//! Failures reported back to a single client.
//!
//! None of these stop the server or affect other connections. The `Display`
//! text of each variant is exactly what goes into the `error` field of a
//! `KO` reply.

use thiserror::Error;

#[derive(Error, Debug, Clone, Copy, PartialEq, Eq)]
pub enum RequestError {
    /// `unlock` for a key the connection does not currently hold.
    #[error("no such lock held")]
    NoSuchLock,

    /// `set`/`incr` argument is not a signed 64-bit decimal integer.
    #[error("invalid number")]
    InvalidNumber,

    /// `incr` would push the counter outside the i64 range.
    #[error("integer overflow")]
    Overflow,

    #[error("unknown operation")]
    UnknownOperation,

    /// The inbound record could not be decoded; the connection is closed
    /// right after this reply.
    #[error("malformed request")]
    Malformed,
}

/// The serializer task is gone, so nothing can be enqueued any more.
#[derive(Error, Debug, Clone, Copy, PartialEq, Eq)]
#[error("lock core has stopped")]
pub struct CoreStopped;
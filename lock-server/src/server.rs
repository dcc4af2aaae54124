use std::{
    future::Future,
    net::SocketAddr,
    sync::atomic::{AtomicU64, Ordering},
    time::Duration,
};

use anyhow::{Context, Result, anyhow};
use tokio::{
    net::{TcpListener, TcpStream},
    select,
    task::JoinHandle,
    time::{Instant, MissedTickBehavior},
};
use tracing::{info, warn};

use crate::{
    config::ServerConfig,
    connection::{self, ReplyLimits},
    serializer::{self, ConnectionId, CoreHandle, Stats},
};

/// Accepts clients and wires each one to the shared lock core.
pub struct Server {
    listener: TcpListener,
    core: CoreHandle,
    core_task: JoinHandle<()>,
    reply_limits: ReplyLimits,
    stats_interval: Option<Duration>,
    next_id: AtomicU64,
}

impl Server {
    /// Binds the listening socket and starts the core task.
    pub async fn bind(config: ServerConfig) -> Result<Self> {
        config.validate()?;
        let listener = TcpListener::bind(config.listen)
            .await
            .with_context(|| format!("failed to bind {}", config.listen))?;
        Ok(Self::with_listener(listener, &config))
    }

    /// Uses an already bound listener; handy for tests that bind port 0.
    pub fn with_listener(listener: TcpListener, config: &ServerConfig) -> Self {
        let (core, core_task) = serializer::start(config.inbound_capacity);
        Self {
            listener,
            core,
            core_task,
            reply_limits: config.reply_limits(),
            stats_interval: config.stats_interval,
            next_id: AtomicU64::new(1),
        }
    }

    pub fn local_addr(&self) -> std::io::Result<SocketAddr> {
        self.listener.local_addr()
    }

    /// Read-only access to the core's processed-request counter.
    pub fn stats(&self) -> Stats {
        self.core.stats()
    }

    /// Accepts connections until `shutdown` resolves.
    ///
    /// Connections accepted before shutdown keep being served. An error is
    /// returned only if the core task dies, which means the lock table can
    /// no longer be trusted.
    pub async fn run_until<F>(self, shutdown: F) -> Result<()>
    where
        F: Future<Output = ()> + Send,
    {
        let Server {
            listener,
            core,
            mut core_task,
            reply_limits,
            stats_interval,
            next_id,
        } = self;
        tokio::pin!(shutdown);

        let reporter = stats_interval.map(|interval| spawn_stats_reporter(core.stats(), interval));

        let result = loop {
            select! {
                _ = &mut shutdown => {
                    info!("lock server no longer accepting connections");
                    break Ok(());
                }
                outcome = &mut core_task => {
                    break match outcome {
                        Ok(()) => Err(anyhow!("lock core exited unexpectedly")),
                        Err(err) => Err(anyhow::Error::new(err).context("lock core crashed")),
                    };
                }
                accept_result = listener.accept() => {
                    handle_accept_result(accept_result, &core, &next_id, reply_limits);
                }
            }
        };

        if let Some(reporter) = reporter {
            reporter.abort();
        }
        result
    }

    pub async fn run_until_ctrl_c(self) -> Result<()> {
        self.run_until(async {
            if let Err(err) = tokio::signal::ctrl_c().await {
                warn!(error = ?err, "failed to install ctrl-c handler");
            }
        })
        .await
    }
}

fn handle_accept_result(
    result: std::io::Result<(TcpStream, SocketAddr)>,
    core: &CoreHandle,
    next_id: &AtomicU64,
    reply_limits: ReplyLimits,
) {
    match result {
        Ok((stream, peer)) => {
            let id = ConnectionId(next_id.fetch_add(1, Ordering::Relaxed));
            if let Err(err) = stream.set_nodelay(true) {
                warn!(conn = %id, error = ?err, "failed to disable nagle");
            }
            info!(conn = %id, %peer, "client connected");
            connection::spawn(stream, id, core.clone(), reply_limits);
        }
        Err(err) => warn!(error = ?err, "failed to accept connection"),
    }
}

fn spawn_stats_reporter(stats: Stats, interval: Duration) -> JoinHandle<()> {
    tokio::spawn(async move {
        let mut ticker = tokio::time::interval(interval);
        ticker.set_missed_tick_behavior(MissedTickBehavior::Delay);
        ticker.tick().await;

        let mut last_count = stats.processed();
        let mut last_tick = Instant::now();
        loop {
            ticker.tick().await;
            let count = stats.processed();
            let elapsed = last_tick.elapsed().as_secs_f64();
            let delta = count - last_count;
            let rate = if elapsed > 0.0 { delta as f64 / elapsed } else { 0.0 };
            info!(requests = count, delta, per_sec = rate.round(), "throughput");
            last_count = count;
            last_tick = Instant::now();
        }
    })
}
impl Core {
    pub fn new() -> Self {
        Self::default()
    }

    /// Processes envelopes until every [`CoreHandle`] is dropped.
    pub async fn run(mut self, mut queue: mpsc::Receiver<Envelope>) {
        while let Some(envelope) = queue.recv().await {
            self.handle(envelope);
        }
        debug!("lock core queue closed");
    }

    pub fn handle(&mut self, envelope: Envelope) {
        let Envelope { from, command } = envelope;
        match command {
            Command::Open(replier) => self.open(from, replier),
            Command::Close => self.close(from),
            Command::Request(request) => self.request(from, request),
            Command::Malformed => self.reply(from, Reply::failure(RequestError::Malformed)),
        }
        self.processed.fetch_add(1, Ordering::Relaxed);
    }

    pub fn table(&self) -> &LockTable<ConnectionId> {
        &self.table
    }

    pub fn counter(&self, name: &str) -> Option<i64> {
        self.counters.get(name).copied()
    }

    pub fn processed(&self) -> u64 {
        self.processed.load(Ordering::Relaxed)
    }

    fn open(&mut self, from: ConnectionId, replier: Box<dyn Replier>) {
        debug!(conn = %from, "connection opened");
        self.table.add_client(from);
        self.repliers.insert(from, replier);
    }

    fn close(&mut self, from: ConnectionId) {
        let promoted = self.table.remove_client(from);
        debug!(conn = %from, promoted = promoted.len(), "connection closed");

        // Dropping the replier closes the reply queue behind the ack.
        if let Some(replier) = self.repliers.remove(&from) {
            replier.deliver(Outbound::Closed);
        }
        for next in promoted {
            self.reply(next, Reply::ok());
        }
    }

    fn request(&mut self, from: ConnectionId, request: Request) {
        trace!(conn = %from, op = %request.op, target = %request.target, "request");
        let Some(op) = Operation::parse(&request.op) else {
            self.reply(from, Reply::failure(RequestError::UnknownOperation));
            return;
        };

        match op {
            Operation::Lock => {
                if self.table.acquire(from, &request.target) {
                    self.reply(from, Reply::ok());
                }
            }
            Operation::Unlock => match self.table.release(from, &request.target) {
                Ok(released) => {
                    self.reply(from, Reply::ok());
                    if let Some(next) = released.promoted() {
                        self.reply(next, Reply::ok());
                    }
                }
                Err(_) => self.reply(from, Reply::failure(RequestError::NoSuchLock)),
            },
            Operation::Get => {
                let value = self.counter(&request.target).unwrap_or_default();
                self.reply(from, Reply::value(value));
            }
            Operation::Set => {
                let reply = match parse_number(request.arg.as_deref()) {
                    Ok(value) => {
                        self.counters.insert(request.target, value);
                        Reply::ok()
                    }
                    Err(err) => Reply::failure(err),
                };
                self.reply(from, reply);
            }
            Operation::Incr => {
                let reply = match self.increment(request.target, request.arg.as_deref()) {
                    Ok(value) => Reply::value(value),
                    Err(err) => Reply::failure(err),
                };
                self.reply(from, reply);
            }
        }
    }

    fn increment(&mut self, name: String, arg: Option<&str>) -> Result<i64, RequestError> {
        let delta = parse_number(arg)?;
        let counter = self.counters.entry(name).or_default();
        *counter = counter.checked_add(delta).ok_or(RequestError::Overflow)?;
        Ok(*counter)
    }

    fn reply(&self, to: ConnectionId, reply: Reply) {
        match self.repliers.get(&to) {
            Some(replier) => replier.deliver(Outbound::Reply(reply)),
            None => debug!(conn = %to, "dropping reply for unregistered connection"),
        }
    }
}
* * *
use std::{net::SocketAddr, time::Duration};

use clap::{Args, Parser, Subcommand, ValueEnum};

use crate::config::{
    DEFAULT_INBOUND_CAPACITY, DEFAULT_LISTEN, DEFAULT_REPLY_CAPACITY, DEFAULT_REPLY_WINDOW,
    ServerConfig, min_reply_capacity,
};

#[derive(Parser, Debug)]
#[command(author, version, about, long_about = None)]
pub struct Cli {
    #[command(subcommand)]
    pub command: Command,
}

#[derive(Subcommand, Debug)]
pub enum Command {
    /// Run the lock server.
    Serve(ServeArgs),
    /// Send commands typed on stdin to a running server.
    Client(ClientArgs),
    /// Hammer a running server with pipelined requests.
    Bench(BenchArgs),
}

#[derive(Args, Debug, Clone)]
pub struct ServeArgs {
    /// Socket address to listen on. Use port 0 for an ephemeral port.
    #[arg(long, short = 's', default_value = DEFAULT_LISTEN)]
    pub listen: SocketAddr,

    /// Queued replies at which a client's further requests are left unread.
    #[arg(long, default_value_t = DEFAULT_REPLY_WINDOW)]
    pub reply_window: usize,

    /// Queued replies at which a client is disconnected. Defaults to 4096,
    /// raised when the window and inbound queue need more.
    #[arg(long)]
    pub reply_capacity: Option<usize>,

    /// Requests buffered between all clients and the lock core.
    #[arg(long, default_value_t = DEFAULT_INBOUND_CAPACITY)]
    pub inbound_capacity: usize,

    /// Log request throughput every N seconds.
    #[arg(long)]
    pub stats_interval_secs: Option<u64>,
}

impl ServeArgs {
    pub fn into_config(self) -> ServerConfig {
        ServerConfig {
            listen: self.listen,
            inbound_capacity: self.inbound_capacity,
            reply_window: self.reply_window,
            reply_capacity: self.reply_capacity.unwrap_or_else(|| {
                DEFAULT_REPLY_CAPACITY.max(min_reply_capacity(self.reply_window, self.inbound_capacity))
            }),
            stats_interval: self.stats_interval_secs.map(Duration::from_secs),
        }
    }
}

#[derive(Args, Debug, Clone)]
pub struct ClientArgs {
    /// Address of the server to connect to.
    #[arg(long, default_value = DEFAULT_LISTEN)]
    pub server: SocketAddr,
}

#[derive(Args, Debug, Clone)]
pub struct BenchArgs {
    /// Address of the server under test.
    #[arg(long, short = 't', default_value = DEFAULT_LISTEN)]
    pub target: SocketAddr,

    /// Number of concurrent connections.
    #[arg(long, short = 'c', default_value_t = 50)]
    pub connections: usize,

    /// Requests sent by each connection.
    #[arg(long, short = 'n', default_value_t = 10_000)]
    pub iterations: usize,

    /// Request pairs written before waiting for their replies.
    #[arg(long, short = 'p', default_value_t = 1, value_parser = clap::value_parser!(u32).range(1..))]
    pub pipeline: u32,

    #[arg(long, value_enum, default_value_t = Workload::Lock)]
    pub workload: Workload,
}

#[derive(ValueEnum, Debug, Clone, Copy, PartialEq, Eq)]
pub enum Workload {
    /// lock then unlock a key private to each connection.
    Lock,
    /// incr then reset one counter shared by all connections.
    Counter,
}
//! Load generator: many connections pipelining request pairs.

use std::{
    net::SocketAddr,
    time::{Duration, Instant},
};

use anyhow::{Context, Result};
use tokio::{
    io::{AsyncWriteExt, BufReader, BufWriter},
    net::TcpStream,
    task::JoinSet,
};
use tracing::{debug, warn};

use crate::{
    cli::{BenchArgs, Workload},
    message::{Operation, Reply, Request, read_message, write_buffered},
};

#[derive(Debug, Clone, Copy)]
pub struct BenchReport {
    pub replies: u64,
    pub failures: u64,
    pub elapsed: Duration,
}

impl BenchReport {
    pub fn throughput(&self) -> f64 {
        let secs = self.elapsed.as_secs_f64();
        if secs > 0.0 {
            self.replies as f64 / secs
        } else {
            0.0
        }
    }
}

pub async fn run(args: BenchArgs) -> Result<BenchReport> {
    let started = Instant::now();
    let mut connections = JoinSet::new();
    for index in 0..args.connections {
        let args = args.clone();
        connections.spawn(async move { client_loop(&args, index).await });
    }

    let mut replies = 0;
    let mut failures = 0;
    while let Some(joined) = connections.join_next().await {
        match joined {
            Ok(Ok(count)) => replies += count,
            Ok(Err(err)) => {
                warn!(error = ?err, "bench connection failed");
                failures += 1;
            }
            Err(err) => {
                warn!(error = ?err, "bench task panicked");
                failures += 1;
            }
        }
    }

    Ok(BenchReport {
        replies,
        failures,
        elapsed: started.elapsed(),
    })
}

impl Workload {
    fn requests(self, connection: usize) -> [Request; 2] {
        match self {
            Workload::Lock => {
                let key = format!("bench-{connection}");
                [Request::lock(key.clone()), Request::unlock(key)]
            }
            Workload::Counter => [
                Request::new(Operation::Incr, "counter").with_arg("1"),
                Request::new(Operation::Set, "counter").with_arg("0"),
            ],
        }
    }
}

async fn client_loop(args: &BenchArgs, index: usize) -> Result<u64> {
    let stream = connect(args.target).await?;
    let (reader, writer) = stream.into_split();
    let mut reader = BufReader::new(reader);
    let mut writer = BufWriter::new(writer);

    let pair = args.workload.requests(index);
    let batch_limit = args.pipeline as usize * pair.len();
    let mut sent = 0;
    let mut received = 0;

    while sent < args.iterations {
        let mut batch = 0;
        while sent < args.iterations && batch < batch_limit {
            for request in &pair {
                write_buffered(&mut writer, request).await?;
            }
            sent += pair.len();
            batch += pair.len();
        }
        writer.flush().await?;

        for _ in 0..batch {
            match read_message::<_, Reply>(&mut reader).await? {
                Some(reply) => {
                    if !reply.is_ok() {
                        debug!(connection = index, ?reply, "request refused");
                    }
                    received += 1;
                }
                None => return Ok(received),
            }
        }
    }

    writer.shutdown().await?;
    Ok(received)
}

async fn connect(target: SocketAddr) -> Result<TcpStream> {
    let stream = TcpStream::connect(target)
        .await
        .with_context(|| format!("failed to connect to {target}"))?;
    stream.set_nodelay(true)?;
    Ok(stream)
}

TASK BRIEF
From the records above, reproduce exactly the lines from the one with "if let Some(replier)" to the one with "fn request(&mut self, from: ConnectionId, request: Request)", both included, and no others.

WRITTEN SOLUTION
        if let Some(replier) = self.repliers.remove(&from) {
            replier.deliver(Outbound::Closed);
        }
        for next in promoted {
            self.reply(next, Reply::ok());
        }
    }

    fn request(&mut self, from: ConnectionId, request: Request) {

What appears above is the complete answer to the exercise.